Opinion filed January 16, 2014
In The
Eleventh Court of Appeals
__________
No. 11-12-00057-CR
__________
MICHAEL DWAYNE DYER, Appellant
V.
THE STATE OF TEXAS, Appellee
On Appeal from the 142nd District Court
Midland County, Texas
Trial Court Cause No. CR38696
MEMORANDUM OPINION
The jury convicted Michael Dwayne Dyer of the offense of aggravated
assault with a deadly weapon. In accordance with Appellant’s plea of true to two
enhancement paragraphs, the trial court found the enhancement allegations to be
true. The trial court assessed Appellant’s punishment at confinement for twenty-
five years, made an affirmative finding regarding the use of a deadly weapon, and
sentenced him accordingly. We affirm.
The evidence shows that, on the night of this offense, Norris and Greselda
Saddler were at home watching television with their two children. Norris received
a call from his cousin, Michelle Renee Wesley. Wesley said that she and
Appellant “had some kind of disagreement” and that “she needed [the Saddlers] to
come get her.” Wesley and Appellant lived with Appellant’s parents.
Appellant knew that the Saddlers were on their way to get Wesley, and he
was outside waiting on them when they arrived.
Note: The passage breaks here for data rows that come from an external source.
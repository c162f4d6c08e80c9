use serde::{Deserialize, Serialize};

use crate::models::rating::{Category, RatingType, RatingWithProfile};

/// Optional feed restrictions, combined with AND semantics. Absent fields add no
/// predicate; the query layer folds present ones into the WHERE conjunction.
#[derive(Debug, Clone, Default, Serialize, Deserialize)]
#[serde(rename_all = "camelCase")]
pub struct FeedFilters {
    /// Restrict to ratings by users the requester follows. Needs a user context.
    pub following: Option<bool>,
    pub profile_id: Option<String>,
    pub resource_id: Option<String>,
    pub category: Option<Category>,
    pub rating: Option<i32>,
    pub rating_type: Option<RatingType>,
    /// `true` orders by engagement score, default is newest first.
    pub trending: Option<bool>,
}

impl FeedFilters {
    pub fn is_empty(&self) -> bool {
        self.following.is_none()
            && self.profile_id.is_none()
            && self.resource_id.is_none()
            && self.category.is_none()
            && self.rating.is_none()
            && self.rating_type.is_none()
            && self.trending.is_none()
    }
}

#[derive(Debug, Clone, Serialize)]
#[serde(rename_all = "camelCase")]
pub struct FeedPage {
    pub items: Vec<RatingWithProfile>,
    /// Offset of the next page, absent once the result set is exhausted.
    #[serde(skip_serializing_if = "Option::is_none")]
    pub next_cursor: Option<i64>,
}
use axum::http::StatusCode;
use thiserror::Error;

#[derive(Error, Debug)]
pub enum AppError {
    #[error("Database error: {0}")]
    DatabaseError(String),

    #[error("JWT error: {0}")]
    JwtError(#[from] jsonwebtoken::errors::Error),

    #[error("Unauthorized: {0}")]
    Unauthorized(String),

    #[error("Bad request: {0}")]
    BadRequest(String),

    #[error("Precondition failed: {0}")]
    Precondition(String),

    #[error("Env error: {0}")]
    EnvError(String),

    #[error("Internal server error")]
    InternalError,

    #[error("Not found")]
    NotFound(String),
}

impl AppError {
    pub fn to_response(&self) -> (StatusCode, String) {
        match self {
            AppError::DatabaseError(msg) => (StatusCode::INTERNAL_SERVER_ERROR, msg.clone()),
            AppError::JwtError(e) => (StatusCode::UNAUTHORIZED, e.to_string()),
            AppError::Unauthorized(msg) => (StatusCode::UNAUTHORIZED, msg.clone()),
            AppError::BadRequest(msg) => (StatusCode::BAD_REQUEST, msg.clone()),
            AppError::Precondition(msg) => (StatusCode::UNPROCESSABLE_ENTITY, msg.clone()),
            AppError::EnvError(msg) => (StatusCode::INTERNAL_SERVER_ERROR, msg.clone()),
            AppError::InternalError => (
                StatusCode::INTERNAL_SERVER_ERROR,
                "Unexpected server error".into(),
            ),
            AppError::NotFound(msg) => (StatusCode::NOT_FOUND, msg.clone()),
        }
    }
}
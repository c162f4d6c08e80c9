use chrono::{DateTime, Utc};
use serde::{Deserialize, Serialize};
use sqlx::FromRow;

use crate::models::profile::Profile;

/// What kind of resource a rating points at. Stored as uppercase text.
#[derive(Debug, Clone, Copy, PartialEq, Eq, Serialize, Deserialize, sqlx::Type)]
#[serde(rename_all = "SCREAMING_SNAKE_CASE")]
#[sqlx(type_name = "text", rename_all = "UPPERCASE")]
pub enum Category {
    Album,
    Song,
    Artist,
}

#[derive(Debug, Clone, Serialize, Deserialize, FromRow)]
#[serde(rename_all = "camelCase")]
pub struct Rating {
    pub user_id: String,
    pub resource_id: String,
    /// Album for a song, artist for an album.
    pub parent_id: Option<String>,
    pub category: Category,
    pub rating: i32,
    /// Present for reviews, absent for bare ratings.
    pub content: Option<String>,
    pub deactivated: bool,
    pub created_at: DateTime<Utc>,
    pub updated_at: DateTime<Utc>,
}

#[derive(Debug, Clone, Serialize)]
#[serde(rename_all = "camelCase")]
pub struct RatingWithProfile {
    #[serde(flatten)]
    pub rating: Rating,
    pub profile: Profile,
}

/// Aggregate over all active ratings of one resource.
#[derive(Debug, Clone, Serialize)]
#[serde(rename_all = "camelCase")]
pub struct ResourceRating {
    pub average: f64,
    pub total: i64,
}

#[derive(Debug, Clone, Serialize, FromRow)]
#[serde(rename_all = "camelCase")]
pub struct ResourceRatingRow {
    pub resource_id: String,
    pub average: f64,
    pub total: i64,
}

/// Review vs bare-rating restriction on feed and distribution reads.
#[derive(Debug, Clone, Copy, PartialEq, Eq, Serialize, Deserialize)]
#[serde(rename_all = "SCREAMING_SNAKE_CASE")]
pub enum RatingType {
    Review,
    Rating,
}

#[derive(Debug, Clone, Serialize, Deserialize)]
#[serde(rename_all = "camelCase")]
pub struct RateForm {
    pub resource_id: String,
    pub parent_id: Option<String>,
    pub category: Category,
    /// `None` clears the caller's rating (physical delete).
    pub rating: Option<i32>,
    pub content: Option<String>,
}

#[derive(Debug, Clone, Deserialize)]
#[serde(rename_all = "camelCase")]
pub struct DeactivateRating {
    pub resource_id: String,
    pub user_id: String,
}
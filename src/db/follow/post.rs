use sqlx::PgPool;

use crate::errors::AppError;

/// Adds a follow edge. Re-following is a no-op rather than an error.
pub async fn follow(user_id: &str, following_id: &str, postgres: &PgPool) -> Result<(), AppError> {
    if user_id == following_id {
        return Err(AppError::Precondition("Cannot follow yourself".into()));
    }

    sqlx::query(
        "INSERT INTO followers (user_id, following_id) VALUES ($1, $2) ON CONFLICT DO NOTHING",
    )
    .bind(user_id)
    .bind(following_id)
    .execute(postgres)
    .await
    .map_err(|e| AppError::DatabaseError(format!("Failed to follow: {}", e)))?;

    tracing::info!("{} now follows {}", user_id, following_id);

    Ok(())
}
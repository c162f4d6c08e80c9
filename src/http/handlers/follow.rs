use axum::{
    extract::{Path, State},
    http::StatusCode,
};

use crate::{
    auth::AuthClaims,
    db::follow::{follow, unfollow},
    state::AppState,
};

pub async fn follow_handler(
    State(state): State<AppState>,
    AuthClaims(claims): AuthClaims,
    Path(user_id): Path<String>,
) -> Result<StatusCode, (StatusCode, String)> {
    follow(&claims.sub, &user_id, &state.postgres)
        .await
        .map_err(|e| {
            tracing::error!("Failed to follow {}: {}", user_id, e);
            e.to_response()
        })?;

    Ok(StatusCode::NO_CONTENT)
}

pub async fn unfollow_handler(
    State(state): State<AppState>,
    AuthClaims(claims): AuthClaims,
    Path(user_id): Path<String>,
) -> Result<StatusCode, (StatusCode, String)> {
    unfollow(&claims.sub, &user_id, &state.postgres)
        .await
        .map_err(|e| {
            tracing::error!("Failed to unfollow {}: {}", user_id, e);
            e.to_response()
        })?;

    Ok(StatusCode::NO_CONTENT)
}
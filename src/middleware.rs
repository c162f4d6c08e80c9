use axum::{
    extract::{ConnectInfo, Request},
    http::StatusCode,
    middleware::Next,
    response::Response,
};
use governor::{Quota, RateLimiter, clock::DefaultClock, state::keyed::DefaultKeyedStateStore};
use std::{net::SocketAddr, num::NonZeroU32, sync::Arc, time::Duration};
use tower_http::cors::CorsLayer;

pub type IpRateLimiter = Arc<RateLimiter<String, DefaultKeyedStateStore<String>, DefaultClock>>;

pub fn create_global_rate_limiter() -> IpRateLimiter {
    // Allow 1000 requests per minute per IP globally (generous for normal usage)
    let quota = Quota::per_minute(NonZeroU32::new(1000).unwrap());
    Arc::new(RateLimiter::keyed(quota))
}

// IP-based rate limiting middleware function
pub async fn rate_limit_middleware(
    rate_limiter: IpRateLimiter,
    request: Request,
    next: Next,
) -> Result<Response, StatusCode> {
    let client_ip =
        if let Some(ConnectInfo(addr)) = request.extensions().get::<ConnectInfo<SocketAddr>>() {
            addr.ip().to_string()
        } else {
            "unknown".to_string()
        };

    match rate_limiter.check_key(&client_ip) {
        Ok(_) => {
            let response = next.run(request).await;
            Ok(response)
        }
        Err(_) => {
            tracing::warn!("Rate limit exceeded for IP: {}", client_ip);
            Err(StatusCode::TOO_MANY_REQUESTS)
        }
    }
}

// CORS configuration using multiple allowed origins from env
pub fn cors_layer() -> CorsLayer {
    let allowed_origins = std::env::var("ALLOWED_ORIGINS")
        .unwrap_or_else(|_| "http://localhost:3000".to_string())
        .split(',')
        .map(|s| s.trim().parse().unwrap())
        .collect::<Vec<_>>();

    tracing::info!("CORS allowed origins: {:?}", allowed_origins);

    CorsLayer::new()
        .allow_origin(allowed_origins)
        .allow_methods([
            axum::http::Method::GET,
            axum::http::Method::POST,
            axum::http::Method::PATCH,
            axum::http::Method::DELETE,
            axum::http::Method::OPTIONS,
        ])
        .allow_headers([
            axum::http::header::AUTHORIZATION,
            axum::http::header::CONTENT_TYPE,
            axum::http::header::ACCEPT,
        ])
        .allow_credentials(true)
        .max_age(Duration::from_secs(3600))
}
As Norris parked across the
street, Greselda saw Appellant with a silver handgun, and she quickly got out of
the car. Appellant had his finger on the trigger, and he pointed the gun at Greselda,
Norris, and their children. Greselda hoped to move the danger away from her
children by walking away from the car. After a couple of minutes, she talked
Appellant “into going back into his house” by telling him that “this is something he
didn’t want to do.” She testified that, when Appellant “finally went into the
house,” she called 911. They each gave a statement to police after Appellant had
been arrested.
The testimony about which Appellant complains came from Norris.
Appellant and Norris were good friends. Norris testified that Appellant telephoned
him from the jail on several occasions. He wanted Norris to say that it was all a
big misunderstanding and that Appellant had a cell phone in his hand, not a pistol.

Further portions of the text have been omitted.